Deambulou quase uma hora, tentando ganhar coragem para entrar. É verdade que a via todos os dias, na escola, mas isto era diferente; naquele dia, tinha uma pergunta específica para lhe fazer, muito embora a ideia de a abordar o deixasse muito ansioso. Tinha pensado em fazer-lha num corredor da escola, no intervalo, mas havia sempre a possibilidade de um colega os interromper, pelo que decidira que era melhor assim.
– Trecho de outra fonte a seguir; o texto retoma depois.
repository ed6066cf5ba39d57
use poem_openapi::Object;
use serde::Deserialize;

use business::domain::chat::use_cases::ask::AskQuestionParams;

/// Chat request body.
///
/// Every field must be a JSON string (optional ones may also be absent or
/// null). Decoded with serde: poem-openapi `Object`s coerce numbers and
/// booleans into strings.
#[derive(Debug, Clone, Deserialize)]
pub struct ChatRequest {
    /// The user's question to send to the chatbot
    pub question: String,
    /// OpenAI model to use (default: gpt-4o-mini)
    #[serde(default)]
    pub model: Option<String>,
    /// System prompt to steer assistant behavior
    #[serde(default)]
    pub system_prompt: Option<String>,
}

impl ChatRequest {
    pub fn from_json(value: serde_json::Value) -> Result<Self, serde_json::Error> {
        serde_json::from_value(value)
    }
}

impl From<ChatRequest> for AskQuestionParams {
    fn from(req: ChatRequest) -> Self {
        Self {
            question: req.question,
            model: req.model,
            system_prompt: req.system_prompt,
        }
    }
}

#[derive(Debug, Clone, Object)]
pub struct ChatResponse {
    /// Assistant's answer, exactly as returned by the provider
    pub answer: String,
}

#[cfg(test)]
mod tests {
    use super::*;
    use serde_json::json;

    #[test]
    fn should_decode_question_with_optional_fields() {
        let req = ChatRequest::from_json(json!({
            "question": "Hi",
            "model": "gpt-4o",
            "system_prompt": null
        }))
        .unwrap();

        assert_eq!(req.question, "Hi");
        assert_eq!(req.model.as_deref(), Some("gpt-4o"));
        assert_eq!(req.system_prompt, None);
    }

    #[test]
    fn should_reject_non_string_question() {
        for question in [json!(42), json!(true), json!(null), json!(["Hi"])] {
            assert!(ChatRequest::from_json(json!({"question": question})).is_err());
        }
    }

    #[test]
    fn should_reject_missing_question() {
        assert!(ChatRequest::from_json(json!({"model": "gpt-4o"})).is_err());
    }

    #[test]
    fn should_reject_non_string_overrides() {
        assert!(ChatRequest::from_json(json!({"question": "Hi", "model": 4})).is_err());
        assert!(ChatRequest::from_json(json!({"question": "Hi", "system_prompt": false})).is_err());
    }

    #[test]
    fn should_reject_non_object_body() {
        assert!(ChatRequest::from_json(json!("Hi")).is_err());
        assert!(ChatRequest::from_json(json!([])).is_err());
    }
}
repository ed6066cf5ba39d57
pub mod dependency_injection;
pub mod server;
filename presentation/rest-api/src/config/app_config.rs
use super::{
    cors_config, host_config::AllowedHosts, openai_config::OpenAIConfig,
    server_config::ServerConfig,
};
use poem::middleware::Cors;

/// Process-wide configuration, built once in `main` and never mutated.
pub struct AppConfig {
    pub server: ServerConfig,
    pub cors: Cors,
    pub allowed_hosts: AllowedHosts,
    pub openai: OpenAIConfig,
}

impl AppConfig {
    pub fn from_env() -> Self {
        Self {
            server: ServerConfig::from_env(),
            cors: cors_config::init_cors(),
            allowed_hosts: AllowedHosts::from_env(),
            openai: OpenAIConfig::from_env(),
        }
    }
}
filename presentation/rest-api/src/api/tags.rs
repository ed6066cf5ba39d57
use poem_openapi::Tags;

#[derive(Debug, Tags)]
pub enum ApiTags {
    Health,
    Chat,
}
pub mod application {
    pub mod chat {
        pub mod ask;
    }
}

pub mod domain {
    pub mod chat {
        pub mod errors;
        pub mod model;
        pub mod services;
        pub mod use_cases {
            pub mod ask;
        }
    }
    pub mod logger;
}
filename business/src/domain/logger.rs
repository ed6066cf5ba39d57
/// Logging port used by the use cases; the concrete sink lives in infrastructure.
pub trait Logger: Send + Sync {
    fn info(&self, message: &str);
    fn warn(&self, message: &str);
    fn error(&self, message: &str);
    fn debug(&self, message: &str);
}
//! lshmatch - batch MinHash/LSH matcher
//!
//! Indexes one or more JSON-lines corpus files, then matches a JSON-lines
//! query file against them and prints every accepted match.

use std::path::PathBuf;

use anyhow::{bail, Context};
use lshmatch::{open_json_lines, Engine, LshMatchConfig, MatchOutcome};
use tracing::{info, warn};
use tracing_subscriber::EnvFilter;

const USAGE: &str = "usage: lshmatch [--config FILE] --queries FILE CORPUS...";

struct Args {
    config: Option<PathBuf>,
    queries: PathBuf,
    corpora: Vec<PathBuf>,
}

fn parse_args() -> anyhow::Result<Args> {
    let mut config = None;
    let mut queries = None;
    let mut corpora = Vec::new();

    let mut args = std::env::args().skip(1);
    while let Some(arg) = args.next() {
        match arg.as_str() {
            "-h" | "--help" => {
                println!("{USAGE}");
                std::process::exit(0);
            }
            "-c" | "--config" => {
                config = Some(PathBuf::from(args.next().context("--config needs a file")?));
            }
            "-q" | "--queries" => {
                queries = Some(PathBuf::from(args.next().context("--queries needs a file")?));
            }
            flag if flag.starts_with('-') => bail!("unknown option {flag}\n{USAGE}"),
            path => corpora.push(PathBuf::from(path)),
        }
    }

    let Some(queries) = queries else {
        bail!("missing --queries\n{USAGE}");
    };
    if corpora.is_empty() {
        bail!("at least one corpus file is required\n{USAGE}");
    }
    Ok(Args {
        config,
        queries,
        corpora,
    })
}

fn main() -> anyhow::Result<()> {
    let args = parse_args()?;

    let config = match &args.config {
        Some(path) => LshMatchConfig::from_file(path)
            .with_context(|| format!("loading config {}", path.display()))?,
        None => LshMatchConfig::default(),
    };

    let filter = EnvFilter::try_from_default_env()
        .unwrap_or_else(|_| EnvFilter::new(config.log_level.as_str()));
    tracing_subscriber::fmt()
        .with_env_filter(filter)
        .with_target(false)
        .init();

    let mut engine = Engine::new(config)?;
    let lsh = &engine.config().lsh;
    info!(
        BANDS = lsh.minhash_bands,
        ROWS = lsh.minhash_rows_per_band,
        NUM_HASHES = lsh.num_hashes()?,
        SIMILARITY_THRESHOLD = engine.similarity_threshold(),
        "lsh parameters"
    );

    for path in &args.corpora {
        let records = open_json_lines(path)
            .with_context(|| format!("opening corpus {}", path.display()))?;
        let stats = engine.index_corpus(records);
        info!(
            source = %path.display(),
            total = stats.total_count,
            indexed = stats.indexed_count,
            failed = stats.failed_count,
            "corpus source done"
        );
        for failure in &stats.failures {
            warn!(source = %path.display(), %failure, "corpus record skipped");
        }
    }

    let queries = open_json_lines(&args.queries)
        .with_context(|| format!("opening queries {}", args.queries.display()))?;
    let report = engine.match_queries(queries)?;

    for result in &report.results {
        match &result.outcome {
            MatchOutcome::Matched { hit } => println!(
                "{} ({}) -> {} ({}) score={:.3}",
                result.query_title, result.query_id, hit.title, hit.id, hit.lsh_similarity
            ),
            MatchOutcome::BelowThreshold { best, threshold } => println!(
                "{} ({}) -> no match (best {} at {:.3} < {:.3})",
                result.query_title, result.query_id, best.id, best.lsh_similarity, threshold
            ),
            MatchOutcome::NoCandidates => println!(
                "{} ({}) -> no candidates",
                result.query_title, result.query_id
            ),
        }
    }

    for failure in &report.failures {
        println!("query failed: {failure}");
    }

    let stats = &report.stats;
    println!(
        "requests={} matched={} unmatched={} failed={}",
        stats.request_count,
        stats.matched,
        stats.unmatched(),
        stats.failed
    );
    match &report.accuracy {
        Some(acc) => println!("MSE={:.6} RMSE={:.6} over {} pairs", acc.mse, acc.rmse, acc.pairs),
        None => println!("MSE=n/a RMSE=n/a (no scored pairs)"),
    }

    Ok(())
}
Entrando na loja, viu-a a abastecer uma estante com blocos encadernados a pele. Quando ela se voltou, ele experimentou a habitual mistura entre o desejo e a angústia que o fazia sentir um nó no estômago. Queria desesperadamente que ela gostasse dele, mas receava não conseguir que isso algum dia acontecesse. No momento em que o viu, o sorriso dela esmoreceu e ela regressou silenciosamente ao trabalho.

– Boa tarde, Katarina – disse ele.

– Olá, Pieter – respondeu ela, sem se voltar.

– Está um belo dia – disse ele. – Berchtesgadan é linda nesta altura do ano, não achas? Mas tu és linda o ano inteiro. – Sentiu que gelava e abanou a cabeça, sentindo agora o sangue a subir do pescoço até às faces. – Quer dizer, a cidade é bonita o ano inteiro. É um belo lugar. Sempre que venho a Berchtesgaden, surpreendo-me sempre com a sua… a sua…

– Beleza? – sugeriu Katarina, colocando o último bloco na estante e voltando-se para o rapaz com uma certa indiferença.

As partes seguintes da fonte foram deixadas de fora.